_SOURCE INFORMATION:_
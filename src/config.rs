//! Configuration loading for installation planning

use std::path::Path;

use log::debug;
use serde::{Deserialize, Serialize};

use crate::curve_fit::MAX_CURVE_DEGREE;
use crate::errors::ConfigError;
use crate::planner::{InstallationPlanner, PlannerOptions};

pub type Result<T> = std::result::Result<T, ConfigError>;

/// Largest `max_new_lamps` a config may set.
pub const MAX_NEW_LAMPS_LIMIT: usize = 10_000;

/// Main configuration structure
#[derive(Clone, Debug, Default, PartialEq, Serialize, Deserialize)]
pub struct InstallationConfig {
    #[serde(default)]
    pub planner: PlannerOptions,
}

impl InstallationConfig {
    /// Load and validate configuration from a TOML file
    pub fn load(path: &Path) -> Result<Self> {
        let content = std::fs::read_to_string(path).map_err(|source| ConfigError::Io {
            path: path.to_path_buf(),
            source,
        })?;
        debug!("loaded config from {:?}", path);
        Self::from_toml_str(&content)
    }

    /// Parse and validate configuration from TOML text
    pub fn from_toml_str(content: &str) -> Result<Self> {
        let config: InstallationConfig = toml::from_str(content)?;
        config.validate()?;
        Ok(config)
    }

    pub fn validate(&self) -> Result<()> {
        let planner = &self.planner;
        if planner.curve_degree == 0 || planner.curve_degree > MAX_CURVE_DEGREE {
            return Err(ConfigError::Invalid(format!(
                "curve_degree must be between 1 and {}, got {}",
                MAX_CURVE_DEGREE, planner.curve_degree
            )));
        }
        if planner.max_new_lamps == 0 || planner.max_new_lamps > MAX_NEW_LAMPS_LIMIT {
            return Err(ConfigError::Invalid(format!(
                "max_new_lamps must be between 1 and {}, got {}",
                MAX_NEW_LAMPS_LIMIT, planner.max_new_lamps
            )));
        }
        Ok(())
    }

    /// Planner built from these options.
    pub fn planner(&self) -> InstallationPlanner {
        InstallationPlanner::new(self.planner.clone())
    }
}

#[cfg(test)]
mod tests {
    use super::*;
    use crate::planner::{HeightMode, Side};
    use std::io::Write;

    #[test]
    fn empty_config_uses_defaults() {
        let config = InstallationConfig::from_toml_str("").unwrap();
        assert_eq!(config, InstallationConfig::default());
        assert_eq!(config.planner.curve_degree, 1);
        assert_eq!(config.planner.start_side, Side::Right);
        assert_eq!(config.planner.height_mode, HeightMode::PairwiseFold);
        assert_eq!(config.planner.max_new_lamps, 50);
    }

    #[test]
    fn full_config() {
        let config = InstallationConfig::from_toml_str(
            r#"
            [planner]
            curve_degree = 2
            start_side = "left"
            height_mode = "mean"
            max_new_lamps = 10
            "#,
        )
        .unwrap();
        assert_eq!(config.planner.curve_degree, 2);
        assert_eq!(config.planner.start_side, Side::Left);
        assert_eq!(config.planner.height_mode, HeightMode::Mean);
        assert_eq!(config.planner().options().max_new_lamps, 10);
    }

    #[test]
    fn rejects_out_of_range_values() {
        let err = InstallationConfig::from_toml_str("[planner]\ncurve_degree = 3\n").unwrap_err();
        assert!(matches!(err, ConfigError::Invalid(_)));

        let err = InstallationConfig::from_toml_str("[planner]\nmax_new_lamps = 0\n").unwrap_err();
        assert!(matches!(err, ConfigError::Invalid(_)));

        let err = InstallationConfig::from_toml_str("[planner]\nmax_new_lamps = 1_000_000_000\n")
            .unwrap_err();
        assert!(matches!(err, ConfigError::Invalid(_)));
        assert!(InstallationConfig::from_toml_str("[planner]\nmax_new_lamps = 10_000\n").is_ok());
    }

    #[test]
    fn rejects_unknown_values() {
        let err = InstallationConfig::from_toml_str("[planner]\nstart_side = \"up\"\n").unwrap_err();
        assert!(matches!(err, ConfigError::Parse(_)));

        let err = InstallationConfig::from_toml_str("[planner]\nspacing = 2.0\n").unwrap_err();
        assert!(matches!(err, ConfigError::Parse(_)));
    }

    #[test]
    fn loads_from_file() {
        let mut file = tempfile::NamedTempFile::new().unwrap();
        writeln!(file, "[planner]\nstart_side = \"left\"").unwrap();
        let config = InstallationConfig::load(file.path()).unwrap();
        assert_eq!(config.planner.start_side, Side::Left);

        let missing = InstallationConfig::load(Path::new("/nonexistent/lamps.toml"));
        assert!(matches!(missing, Err(ConfigError::Io { .. })));
    }
}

_TO DO:_ For every line above that includes the string "serde", copy the line.

_SOLVED EXERCISE:_
use serde::{Deserialize, Serialize};
    #[serde(default)]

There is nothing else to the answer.